WHAT YOU HAVE TO DO — Once you have read the entries below, repeat all of them exactly.

THE RECORDS —
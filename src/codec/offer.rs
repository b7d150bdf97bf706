//! Base64 session-description blobs for QR handshakes.

use base64::{Engine as _, engine::general_purpose::STANDARD};
use serde::{Deserialize, Serialize};

use crate::core::CodecError;
use crate::session::StreamMode;

/// Which side of the handshake a description belongs to.
#[derive(Debug, Clone, Copy, PartialEq, Eq, Serialize, Deserialize)]
#[serde(rename_all = "lowercase")]
pub enum SdpKind {
    /// Created by the listener.
    Offer,
    /// Created by the parent in reply.
    Answer,
}

/// A complete (non-trickle) SDP description.
#[derive(Debug, Clone, PartialEq, Eq, Serialize, Deserialize)]
pub struct SessionDescription {
    /// Offer or answer.
    #[serde(rename = "type")]
    pub kind: SdpKind,
    /// SDP text, including gathered candidates.
    pub sdp: String,
}

impl SessionDescription {
    /// An offer.
    pub fn offer(sdp: impl Into<String>) -> Self {
        Self {
            kind: SdpKind::Offer,
            sdp: sdp.into(),
        }
    }

    /// An answer.
    pub fn answer(sdp: impl Into<String>) -> Self {
        Self {
            kind: SdpKind::Answer,
            sdp: sdp.into(),
        }
    }

    /// Whether the description negotiates a video section.
    pub fn has_video(&self) -> bool {
        self.sdp.lines().any(|line| line.starts_with("m=video"))
    }

    /// Stream mode implied by the media sections.
    pub fn stream_mode(&self) -> StreamMode {
        if self.has_video() {
            StreamMode::AudioVideo
        } else {
            StreamMode::Audio
        }
    }
}

/// Encode a description as base64 of its JSON form.
pub fn encode_offer_blob(description: &SessionDescription) -> String {
    // Plain struct of strings; serialization cannot fail.
    let json = serde_json::to_vec(description).unwrap_or_default();
    STANDARD.encode(json)
}

/// Decode a blob produced by [`encode_offer_blob`].
pub fn decode_offer_blob(blob: &str) -> Result<SessionDescription, CodecError> {
    let bytes = STANDARD.decode(blob.trim())?;
    Ok(serde_json::from_slice(&bytes)?)
}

SOLUTION TO THIS TASK —
filename src/codec/offer.rs
repository b7d150bdf97bf706
//! Base64 session-description blobs for QR handshakes.

use base64::{Engine as _, engine::general_purpose::STANDARD};
use serde::{Deserialize, Serialize};

use crate::core::CodecError;
use crate::session::StreamMode;

/// Which side of the handshake a description belongs to.
#[derive(Debug, Clone, Copy, PartialEq, Eq, Serialize, Deserialize)]
#[serde(rename_all = "lowercase")]
pub enum SdpKind {
    /// Created by the listener.
    Offer,
    /// Created by the parent in reply.
    Answer,
}

/// A complete (non-trickle) SDP description.
#[derive(Debug, Clone, PartialEq, Eq, Serialize, Deserialize)]
pub struct SessionDescription {
    /// Offer or answer.
    #[serde(rename = "type")]
    pub kind: SdpKind,
    /// SDP text, including gathered candidates.
    pub sdp: String,
}

impl SessionDescription {
    /// An offer.
    pub fn offer(sdp: impl Into<String>) -> Self {
        Self {
            kind: SdpKind::Offer,
            sdp: sdp.into(),
        }
    }

    /// An answer.
    pub fn answer(sdp: impl Into<String>) -> Self {
        Self {
            kind: SdpKind::Answer,
            sdp: sdp.into(),
        }
    }

    /// Whether the description negotiates a video section.
    pub fn has_video(&self) -> bool {
        self.sdp.lines().any(|line| line.starts_with("m=video"))
    }

    /// Stream mode implied by the media sections.
    pub fn stream_mode(&self) -> StreamMode {
        if self.has_video() {
            StreamMode::AudioVideo
        } else {
            StreamMode::Audio
        }
    }
}

/// Encode a description as base64 of its JSON form.
pub fn encode_offer_blob(description: &SessionDescription) -> String {
    // Plain struct of strings; serialization cannot fail.
    let json = serde_json::to_vec(description).unwrap_or_default();
    STANDARD.encode(json)
}

/// Decode a blob produced by [`encode_offer_blob`].
pub fn decode_offer_blob(blob: &str) -> Result<SessionDescription, CodecError> {
    let bytes = STANDARD.decode(blob.trim())?;
    Ok(serde_json::from_slice(&bytes)?)
}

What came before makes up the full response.